Plan designs that create a substantial uncertainty that participants would receive adequate and secure retirement benefits should be avoided. Pre-retirement survivor and disability benefits should be included in the overall retirement plan design.

  1. A primary retirement benefit plan should be designed to provide adequate and secure income throughout retirement as a primary objective. Meeting this primary objective supports critical workforce management objectives, including attracting and retaining quality employees and facilitating an orderly transition into retirement.
  2. The plan should be designed to provide full-career employees a target retirement replacement income from all sources during retirement sufficient to maintain the employee’s pre-retirement standard of living during retirement.
  3. The plan should be designed to recognize the needs of a mobile workforce by providing equitable benefits for less than full-career employees consistent with workforce attraction, retention and budget objectives of the employer.
  4. The plan should be designed to create a high degree of certainty that participants will achieve an adequate and secure income throughout retirement, taking into account the following risks:

    • Funding shortfall risk – the risk that the total employer and employee funding is not adequate to achieve the desired income replacement objectives
    • Longevity risk – the risk the retiree will outlive his or her retirement assets
    • Investment risk, including normal market volatility and that attributable to more major economic downturns
    • Inflation risk
    • Annuitization rate risk
  5. The plan should be designed to recognize that achieving retirement income adequacy and security for employees is a shared employer/employee responsibility. Employee participation in a primary retirement benefit plan must be mandatory.
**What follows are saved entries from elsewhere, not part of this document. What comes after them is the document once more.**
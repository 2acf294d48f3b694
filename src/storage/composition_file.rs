use std::path::{Path, PathBuf};
use anyhow::{Result, Context};
use log::info;
use tokio::fs;

use crate::sources::ComposedSignalStore;

/// A composition persisted as a flat JSON object on disk
pub struct CompositionFile {
    path: PathBuf,
}

impl CompositionFile {
    pub fn new(path: impl Into<PathBuf>) -> Self {
        Self { path: path.into() }
    }

    pub fn path(&self) -> &Path {
        &self.path
    }

    /// Base file name, shown in the CLI summary
    pub fn display_name(&self) -> String {
        self.path
            .file_name()
            .and_then(|s| s.to_str())
            .unwrap_or_default()
            .to_string()
    }

    pub async fn save(&self, store: &ComposedSignalStore) -> Result<()> {
        let json = store.serialize()
            .context("Failed to serialize composition")?;

        let temp_path = self.path.with_extension("tmp");
        fs::write(&temp_path, json).await
            .context(format!("Failed to write composition to {:?}", temp_path))?;
        fs::rename(&temp_path, &self.path).await
            .context(format!("Failed to move composition into {:?}", self.path))?;

        info!("Saved {} components to {:?}", store.len(), self.path);
        Ok(())
    }

    /// Merge the file's components into `store`
    pub async fn load_into(&self, store: &mut ComposedSignalStore) -> Result<()> {
        let json = fs::read_to_string(&self.path).await
            .context(format!("Failed to read composition from {:?}", self.path))?;

        store.deserialize(&json)
            .context(format!("Failed to load composition {:?}", self.path))?;

        info!("Loaded composition {:?}; store now holds {} components", self.path, store.len());
        Ok(())
    }
}
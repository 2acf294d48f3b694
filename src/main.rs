//! Sampling Studio command-line driver
//!
//! Loads or composes a signal, samples it at a multiple of its reference
//! frequency, and exports the raw, reconstructed and error series as CSV.

use std::path::{Path, PathBuf};

use anyhow::{bail, Context, Result};
use clap::{Args, Parser, Subcommand};
use sampling_studio::core::RenderFrame;
use sampling_studio::engine::{Cycle, PipelineParams, SamplingRatio, Session, SignalMode};
use sampling_studio::sources::{ImportedSignal, SignalComponent};
use sampling_studio::storage::{CompositionFile, ConfigManager, SessionConfig};

#[derive(Parser)]
#[command(name = "sampling-studio")]
#[command(about = "Sample, reconstruct and compare signals", long_about = None)]
struct Cli {
    /// Enable debug logging
    #[arg(short, long)]
    verbose: bool,

    /// Session config file (created with defaults if missing)
    #[arg(long, value_name = "FILE")]
    config: Option<PathBuf>,

    #[command(subcommand)]
    command: Commands,
}

#[derive(Args)]
struct SamplingArgs {
    /// Sampling ratio relative to the reference frequency (0-8)
    #[arg(short, long, default_value = "2")]
    ratio: u8,

    /// Add Gaussian noise at this SNR in dB
    #[arg(long, value_name = "DB")]
    snr: Option<f64>,

    /// Directory for per-series CSV exports
    #[arg(short, long, value_name = "DIR")]
    output: Option<PathBuf>,
}

#[derive(Subcommand)]
enum Commands {
    /// Sample a signal imported from a `time,values` CSV file
    Import {
        /// Input CSV file
        #[arg(short, long)]
        input: PathBuf,

        #[command(flatten)]
        sampling: SamplingArgs,
    },

    /// Sample a mixture of sinusoids
    Compose {
        /// Component as AMPLITUDE,FREQUENCY,PHASE (repeatable)
        #[arg(short, long = "component", value_name = "A,F,P")]
        components: Vec<String>,

        /// Merge a saved composition before adding components
        #[arg(long, value_name = "FILE")]
        load: Option<PathBuf>,

        /// Remove a component by key after loading and adding
        #[arg(long = "remove", value_name = "KEY")]
        remove: Vec<u32>,

        /// Save the resulting composition
        #[arg(long, value_name = "FILE")]
        save: Option<PathBuf>,

        #[command(flatten)]
        sampling: SamplingArgs,
    },
}

fn parse_component(text: &str) -> Result<SignalComponent> {
    let parts: Vec<f64> = text
        .split(',')
        .map(|s| s.trim().parse::<f64>())
        .collect::<std::result::Result<Vec<f64>, _>>()
        .context(format!("Invalid component '{}'", text))?;

    match parts.as_slice() {
        [amplitude, frequency, phase] => Ok(SignalComponent::new(*amplitude, *frequency, *phase)),
        [amplitude, frequency] => Ok(SignalComponent::new(*amplitude, *frequency, 0.0)),
        _ => bail!("Component '{}' must be AMPLITUDE,FREQUENCY[,PHASE]", text),
    }
}

fn write_frame(frame: &RenderFrame, dir: &Path) -> Result<()> {
    std::fs::create_dir_all(dir).context(format!("Failed to create {:?}", dir))?;

    for (name, series) in &frame.series {
        let file_name = format!("{}.csv", name.replace(['/', ' '], "_"));
        let path = dir.join(file_name);
        let mut wtr = csv::Writer::from_path(&path)
            .context(format!("Failed to create {:?}", path))?;
        wtr.write_record(["x", "y"])?;
        for (x, y) in series.x.iter().zip(&series.y) {
            wtr.write_record(&[x.to_string(), y.to_string()])?;
        }
        wtr.flush()?;
    }
    Ok(())
}

fn report(cycle: &Cycle) {
    println!("Signal:             {}", cycle.source_name);
    println!("Ratio:              {}x", cycle.ratio.value());
    println!("Sampling frequency: {}Hz", cycle.plan.sampling_frequency);
    println!("Sample count:       {}", cycle.plan.sample_count);
    if let Some(params) = &cycle.parameters {
        println!("Reference freq:     {} Hz", params.max_frequency);
        println!("Duration:           {} s", params.duration);
    }
    match cycle.error_summary() {
        Some(summary) => {
            println!("Error RMS:          {:.6}", summary.rms);
            println!("Error peak:         {:.6}", summary.peak);
        }
        None => println!("No samples drawn; raw signal only"),
    }
}

async fn load_config(path: Option<&Path>) -> Result<SessionConfig> {
    match path {
        Some(path) => ConfigManager::new(path.to_path_buf()).load().await,
        None => Ok(SessionConfig::default()),
    }
}

fn run_cycle(session: &mut Session, mode: SignalMode, sampling: &SamplingArgs) -> Result<()> {
    let ratio = SamplingRatio::bounded(sampling.ratio, session.config().max_ratio)?;
    let mut params = PipelineParams::new(mode, ratio);
    if let Some(snr) = sampling.snr {
        params = params.with_snr(snr);
    }

    let cycle = session.recompute(&params).context("Sampling cycle failed")?;
    report(&cycle);

    if let Some(dir) = &sampling.output {
        write_frame(&cycle.to_frame(session.sequence_id()), dir)?;
        println!("Series written to {:?}", dir);
    }
    Ok(())
}

#[tokio::main]
async fn main() -> Result<()> {
    let cli = Cli::parse();

    let default_level = if cli.verbose { "debug" } else { "info" };
    env_logger::Builder::from_env(env_logger::Env::default().default_filter_or(default_level))
        .init();

    let config = load_config(cli.config.as_deref()).await?;
    let mut session = Session::new(config);

    match cli.command {
        Commands::Import { input, sampling } => {
            let signal = ImportedSignal::from_path(&input)?;
            session.load_signal(signal);
            run_cycle(&mut session, SignalMode::Imported, &sampling)?;
        }
        Commands::Compose {
            components,
            load,
            remove,
            save,
            sampling,
        } => {
            if let Some(path) = load {
                let file = CompositionFile::new(path);
                file.load_into(session.store_mut()).await?;
                println!("Composition:        {}", file.display_name());
            }
            for entry in &components {
                session.add_component(parse_component(entry)?)?;
            }
            for key in remove {
                if session.remove_component(key).is_none() {
                    log::warn!("No component with key {}", key);
                }
            }
            if let Some(path) = save {
                CompositionFile::new(path).save(session.store()).await?;
            }
            run_cycle(&mut session, SignalMode::Composed, &sampling)?;
        }
    }

    Ok(())
}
Both employers and employees should share in the cost and risk of funding benefits provided by the plan.
  6. Because state and local governments have a social welfare interest in the financial security of their residents during retirement, plan designs that provide a base level of employer-funded guaranteed lifetime retirement income are preferred.
  7. The structures of the retirement program and the individual plan components should be consistent with and support these principles and may include defined benefit, defined contribution or hybrid approaches as long as such are consistent with the previously stated principles.
  8. Defined contribution elements should contain features that maximize the certainty of achieving the retirement income adequacy and security objectives stated in these principles.

    • Employee-directed investments should be limited and managed as necessary to achieve the retirement income purposes of the plan.
    • Investment menus should be limited and include one-choice asset allocation options.
    • Participant investment advice should be made available with no direct separate charge to participants.
    • Low-cost lifetime income products should be made available from financially strong providers during the accumulation phase to allow staged purchases of retirement income and to lessen annuitization rate risk.

These principles offer public employee stakeholders a way forward as public retirement benefit plans are increasingly scrutinized and reconsidered. As stewards of public employee retirement security, it is incumbent upon leaders to act with reason, fairness and a measure of expediency. Public sector employees and taxpayers deserve nothing less.